Wallin H, Schelin C, Tunek A, Jergil B
Chem Biol Interact. 1981 Dec;38(1):109-18. doi: 10.1016/0009-2797(81)90157-5.
A method is presented for the quantitative determination of covalent binding of metabolically activated benzo[a]pyrene to microsomal proteins. After incubation of radiolabelled benzo[a]pyrene with microsomes and NADPH, the mixture is applied to filter paper discs. These are immersed in ethanol to precipitate the proteins. Unbound radiolabel is removed by repeated washes of the filters in organic solvents before scintillation counting. The method is simple, rapid, sensitive and accurate, and works both with 14C- and 3H-labelled compounds.

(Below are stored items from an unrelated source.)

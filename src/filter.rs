use crate::models::{Category, TaskQuery, TaskStatus};

/// The dashboard's active filter. Holds no data of its own; the current
/// [`TaskQuery`] is the cache key for the list being displayed.
#[derive(Debug, Clone, Copy, PartialEq, Eq)]
pub struct FilterState {
    status: Option<TaskStatus>,
    category: Option<Category>,
}

impl Default for FilterState {
    fn default() -> Self {
        Self {
            status: Some(TaskStatus::Todo),
            category: Some(Category::Family),
        }
    }
}

impl FilterState {
    pub fn new() -> Self {
        Self::default()
    }

    pub fn status(&self) -> Option<TaskStatus> {
        self.status
    }

    pub fn category(&self) -> Option<Category> {
        self.category
    }

    /// `None` lifts the constraint on status.
    pub fn set_status(&mut self, status: Option<TaskStatus>) -> TaskQuery {
        self.status = status;
        self.query()
    }

    /// `None` lifts the constraint on category.
    pub fn set_category(&mut self, category: Option<Category>) -> TaskQuery {
        self.category = category;
        self.query()
    }

    pub fn query(&self) -> TaskQuery {
        TaskQuery {
            status: self.status,
            category: self.category,
        }
    }
}

#[cfg(test)]
mod tests {
    use super::*;

    #[test]
    fn test_defaults_to_open_family_tasks() {
        let filter = FilterState::new();
        assert_eq!(filter.status(), Some(TaskStatus::Todo));
        assert_eq!(filter.category(), Some(Category::Family));
    }

    #[test]
    fn test_changing_filter_changes_key() {
        let mut filter = FilterState::new();
        let before = filter.query();

        let after = filter.set_category(Some(Category::Sport));
        assert_ne!(before, after);
        assert_eq!(after.category, Some(Category::Sport));
        assert_eq!(after.status, Some(TaskStatus::Todo));

        let unconstrained = filter.set_status(None);
        assert_eq!(unconstrained.status, None);
        assert_eq!(filter.query(), unconstrained);
    }
}
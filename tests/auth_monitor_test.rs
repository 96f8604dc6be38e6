use std::sync::Arc;
use std::time::Duration;

use taskso::AppContext;
use taskso::config::ClientConfig;
use taskso::gateway::InMemoryService;
use taskso::gateway::memory::Op;
use taskso::guard::{Decision, Route};

fn context() -> (Arc<InMemoryService>, AppContext) {
    let service = Arc::new(InMemoryService::new().with_account("Ann", "a@b.com", "secret1"));
    let mut config = ClientConfig::new("http://localhost:5000/api").unwrap();
    config.auth_check_interval = Duration::from_secs(10);
    let ctx = AppContext::offline(config, service.clone());
    (service, ctx)
}

#[tokio::test]
async fn test_monitor_skips_probe_without_credential() {
    let (service, ctx) = context();
    let monitor = ctx.auth_monitor();
    assert!(!monitor.tick().await);
    assert_eq!(service.calls(Op::CheckAuth), 0);
}

#[tokio::test]
async fn test_monitor_tick_confirms_valid_credential() {
    let (service, ctx) = context();
    assert!(ctx.session.login("a@b.com", "secret1").await);
    assert!(ctx.auth_monitor().tick().await);
    assert_eq!(service.calls(Op::CheckAuth), 1);
    assert!(ctx.session.is_authenticated());
}

#[tokio::test(start_paused = true)]
async fn test_revoked_credential_redirects_within_one_interval() {
    let (service, ctx) = context();
    assert!(ctx.session.login("a@b.com", "secret1").await);
    let mut nav = ctx.navigator();
    assert_eq!(nav.navigate(Route::Dashboard), Decision::Allow);

    let handle = tokio::spawn(ctx.auth_monitor().start());
    service.revoke_all();

    let decision = tokio::time::timeout(Duration::from_secs(15), nav.changed())
        .await
        .expect("monitor should have probed within one interval");
    assert_eq!(decision, Some(Decision::Redirect(Route::Login)));
    assert!(!ctx.session.is_authenticated());
    assert!(ctx.session.credential().is_none());

    handle.abort();
}
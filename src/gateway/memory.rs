use std::collections::{HashMap, VecDeque};
use std::time::Duration;

use async_trait::async_trait;
use chrono::Utc;
use parking_lot::Mutex;
use uuid::Uuid;

use super::TaskGateway;
use crate::error::AppError;
use crate::models::{AuthResponse, Credential, LoginRequest, NewTask, RegisterRequest, Task, TaskPatch, TaskQuery, User};

/// Names of the operations counted by [`InMemoryService::calls`].
#[derive(Debug, Clone, Copy, PartialEq, Eq, Hash)]
pub enum Op {
    Login,
    Register,
    CheckAuth,
    List,
    Get,
    Create,
    Update,
    Delete,
}

#[derive(Default)]
struct ServiceState {
    /// email -> (user, password)
    accounts: HashMap<String, (User, String)>,
    /// token -> user id
    sessions: HashMap<String, String>,
    /// Insertion order is list order.
    tasks: Vec<Task>,
    calls: HashMap<Op, usize>,
    failures: HashMap<Op, VecDeque<AppError>>,
}

/// In-process stand-in for the remote task/auth service.
///
/// Honors the same contract as the HTTP service: bearer-scoped task
/// ownership, server-assigned ids and timestamps, 401 for unknown tokens and
/// not-found for foreign or deleted tasks.
#[derive(Default)]
pub struct InMemoryService {
    state: Mutex<ServiceState>,
    latency: Mutex<Option<Duration>>,
}

impl InMemoryService {
    pub fn new() -> Self {
        Self::default()
    }

    pub fn with_account(self, name: &str, email: &str, password: &str) -> Self {
        {
            let mut state = self.state.lock();
            let user = User {
                id: Uuid::new_v4().to_string(),
                email: email.to_string(),
                name: name.to_string(),
            };
            state
                .accounts
                .insert(email.to_string(), (user, password.to_string()));
        }
        self
    }

    /// Delays every call, which keeps requests observably in flight.
    pub fn set_latency(&self, latency: Option<Duration>) {
        *self.latency.lock() = latency;
    }

    /// Makes the next call of `op` fail with `error` without touching state.
    /// Repeated calls queue up and fire in the order they were added.
    pub fn fail_next(&self, op: Op, error: AppError) {
        self.state.lock().failures.entry(op).or_default().push_back(error);
    }

    /// Invalidates every issued token, as a server-side expiry would.
    pub fn revoke_all(&self) {
        self.state.lock().sessions.clear();
    }

    pub fn calls(&self, op: Op) -> usize {
        self.state.lock().calls.get(&op).copied().unwrap_or(0)
    }

    pub fn task_count(&self) -> usize {
        self.state.lock().tasks.len()
    }

    async fn enter(&self, op: Op) -> Result<(), AppError> {
        let latency = *self.latency.lock();
        if let Some(latency) = latency {
            tokio::time::sleep(latency).await;
        }
        let mut state = self.state.lock();
        *state.calls.entry(op).or_default() += 1;
        match state.failures.get_mut(&op).and_then(|queue| queue.pop_front()) {
            Some(error) => Err(error),
            None => Ok(()),
        }
    }

    fn issue_token(state: &mut ServiceState, user: &User) -> Credential {
        let token = Uuid::new_v4().simple().to_string();
        state.sessions.insert(token.clone(), user.id.clone());
        Credential::new(token)
    }

    fn owner_of(state: &ServiceState, credential: Option<&Credential>) -> Result<String, AppError> {
        credential
            .and_then(|c| state.sessions.get(c.expose()))
            .cloned()
            .ok_or_else(|| AppError::Unauthorized {
                message: Some("Not authorized, token failed".to_string()),
            })
    }
}

#[async_trait]
impl TaskGateway for InMemoryService {
    async fn login(&self, req: &LoginRequest) -> Result<AuthResponse, AppError> {
        self.enter(Op::Login).await?;
        let mut state = self.state.lock();
        let user = match state.accounts.get(&req.email) {
            Some((user, password)) if *password == req.password => user.clone(),
            _ => {
                return Err(AppError::Unauthorized {
                    message: Some("Invalid email or password".to_string()),
                });
            }
        };
        let token = Self::issue_token(&mut state, &user);
        Ok(AuthResponse { token, user })
    }

    async fn register(&self, req: &RegisterRequest) -> Result<AuthResponse, AppError> {
        self.enter(Op::Register).await?;
        let mut state = self.state.lock();
        if state.accounts.contains_key(&req.email) {
            return Err(AppError::Rejected {
                status: 400,
                message: Some("User already exists".to_string()),
            });
        }
        let user = User {
            id: Uuid::new_v4().to_string(),
            email: req.email.clone(),
            name: req.name.clone(),
        };
        state
            .accounts
            .insert(req.email.clone(), (user.clone(), req.password.clone()));
        let token = Self::issue_token(&mut state, &user);
        Ok(AuthResponse { token, user })
    }

    async fn check_auth(&self, credential: &Credential) -> Result<(), AppError> {
        self.enter(Op::CheckAuth).await?;
        let state = self.state.lock();
        Self::owner_of(&state, Some(credential)).map(|_| ())
    }

    async fn list_tasks(
        &self,
        credential: Option<&Credential>,
        query: &TaskQuery,
    ) -> Result<Vec<Task>, AppError> {
        self.enter(Op::List).await?;
        let state = self.state.lock();
        let owner = Self::owner_of(&state, credential)?;
        Ok(state
            .tasks
            .iter()
            .filter(|t| t.owner == owner && t.matches(query))
            .cloned()
            .collect())
    }

    async fn get_task(&self, credential: Option<&Credential>, id: &str) -> Result<Task, AppError> {
        self.enter(Op::Get).await?;
        let state = self.state.lock();
        let owner = Self::owner_of(&state, credential)?;
        state
            .tasks
            .iter()
            .find(|t| t.id == id && t.owner == owner)
            .cloned()
            .ok_or(AppError::NotFound)
    }

    async fn create_task(&self, credential: Option<&Credential>, task: &NewTask) -> Result<Task, AppError> {
        self.enter(Op::Create).await?;
        let mut state = self.state.lock();
        let owner = Self::owner_of(&state, credential)?;
        if task.title.trim().is_empty() {
            return Err(AppError::Rejected {
                status: 400,
                message: Some("Title is required".to_string()),
            });
        }
        let now = Utc::now();
        let created = Task {
            id: Uuid::new_v4().to_string(),
            owner,
            title: task.title.clone(),
            description: task.description.clone(),
            status: task.status.unwrap_or_default(),
            priority: task.priority.unwrap_or_default(),
            category: task.category.unwrap_or_default(),
            is_collaborative: task.is_collaborative.unwrap_or(false),
            collaborators: task.collaborators.clone().unwrap_or_default(),
            created_at: now,
            updated_at: now,
        };
        state.tasks.push(created.clone());
        Ok(created)
    }

    async fn update_task(
        &self,
        credential: Option<&Credential>,
        id: &str,
        patch: &TaskPatch,
    ) -> Result<Task, AppError> {
        self.enter(Op::Update).await?;
        let mut state = self.state.lock();
        let owner = Self::owner_of(&state, credential)?;
        let task = state
            .tasks
            .iter_mut()
            .find(|t| t.id == id && t.owner == owner)
            .ok_or(AppError::NotFound)?;
        task.apply_patch(patch);
        task.updated_at = Utc::now().max(task.updated_at);
        Ok(task.clone())
    }

    async fn delete_task(&self, credential: Option<&Credential>, id: &str) -> Result<(), AppError> {
        self.enter(Op::Delete).await?;
        let mut state = self.state.lock();
        let owner = Self::owner_of(&state, credential)?;
        let before = state.tasks.len();
        state.tasks.retain(|t| !(t.id == id && t.owner == owner));
        if state.tasks.len() == before {
            return Err(AppError::NotFound);
        }
        Ok(())
    }
}

#[cfg(test)]
mod tests {
    use super::*;
    use crate::models::{Category, TaskStatus};

    async fn logged_in() -> (InMemoryService, Credential) {
        let service = InMemoryService::new().with_account("Ann", "a@b.com", "secret1");
        let resp = service
            .login(&LoginRequest {
                email: "a@b.com".to_string(),
                password: "secret1".to_string(),
            })
            .await
            .expect("login");
        (service, resp.token)
    }

    #[tokio::test]
    async fn test_login_rejects_wrong_password() {
        let service = InMemoryService::new().with_account("Ann", "a@b.com", "secret1");
        let err = service
            .login(&LoginRequest {
                email: "a@b.com".to_string(),
                password: "nope".to_string(),
            })
            .await
            .unwrap_err();
        assert_eq!(err.service_message(), Some("Invalid email or password"));
    }

    #[tokio::test]
    async fn test_tasks_require_credential() {
        let service = InMemoryService::new();
        let err = service.list_tasks(None, &TaskQuery::all()).await.unwrap_err();
        assert!(err.is_auth_failure());
    }

    #[tokio::test]
    async fn test_crud_and_filter() {
        let (service, token) = logged_in().await;
        let created = service
            .create_task(
                Some(&token),
                &NewTask::new("Read")
                    .with_category(Category::Nature)
                    .with_status(TaskStatus::Todo),
            )
            .await
            .unwrap();
        assert_eq!(created.created_at, created.updated_at);

        let query = TaskQuery {
            status: Some(TaskStatus::Todo),
            category: None,
        };
        assert_eq!(service.list_tasks(Some(&token), &query).await.unwrap().len(), 1);

        let updated = service
            .update_task(Some(&token), &created.id, &TaskPatch::status(TaskStatus::Completed))
            .await
            .unwrap();
        assert!(updated.updated_at >= updated.created_at);
        assert!(service.list_tasks(Some(&token), &query).await.unwrap().is_empty());

        service.delete_task(Some(&token), &created.id).await.unwrap();
        assert!(matches!(
            service.get_task(Some(&token), &created.id).await,
            Err(AppError::NotFound)
        ));
        assert!(matches!(
            service.delete_task(Some(&token), &created.id).await,
            Err(AppError::NotFound)
        ));
    }

    #[tokio::test]
    async fn test_revoked_tokens_fail_health_check() {
        let (service, token) = logged_in().await;
        assert!(service.check_auth(&token).await.is_ok());
        service.revoke_all();
        assert!(service.check_auth(&token).await.unwrap_err().is_auth_failure());
    }

    #[tokio::test]
    async fn test_injected_failure_is_consumed_once() {
        let (service, token) = logged_in().await;
        service.fail_next(Op::List, AppError::Network("reset".to_string()));
        assert!(service.list_tasks(Some(&token), &TaskQuery::all()).await.is_err());
        assert!(service.list_tasks(Some(&token), &TaskQuery::all()).await.is_ok());
        assert_eq!(service.calls(Op::List), 2);
    }

    #[tokio::test]
    async fn test_queued_failures_fire_in_order() {
        let (service, token) = logged_in().await;
        service.fail_next(Op::List, AppError::Network("reset".to_string()));
        service.fail_next(Op::List, AppError::Timeout(Duration::from_secs(1)));

        let first = service.list_tasks(Some(&token), &TaskQuery::all()).await.unwrap_err();
        assert!(matches!(first, AppError::Network(_)), "unexpected error: {first:?}");
        let second = service.list_tasks(Some(&token), &TaskQuery::all()).await.unwrap_err();
        assert!(matches!(second, AppError::Timeout(_)), "unexpected error: {second:?}");
        assert!(service.list_tasks(Some(&token), &TaskQuery::all()).await.is_ok());
    }
}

The method is suitable for measuring the incorporation of other radiolabelled xenobiotics to proteins of both microsomes and other subcellular fractions and for the analysis of binding to isolated proteins.
本文介绍了一种定量测定代谢活化的苯并[a]芘与微粒体蛋白共价结合的方法。将放射性标记的苯并[a]芘与微粒体及NADPH一起孵育后,将混合物点样到滤纸圆片上。将这些滤纸圆片浸入乙醇中使蛋白质沉淀。在进行闪烁计数之前,通过在有机溶剂中反复洗涤滤纸去除未结合的放射性标记。该方法简单、快速、灵敏且准确,适用于14C和3H标记的化合物。该方法适用于测量其他放射性标记的外源化合物掺入微粒体和其他亚细胞组分的蛋白质中,以及分析与分离蛋白的结合情况。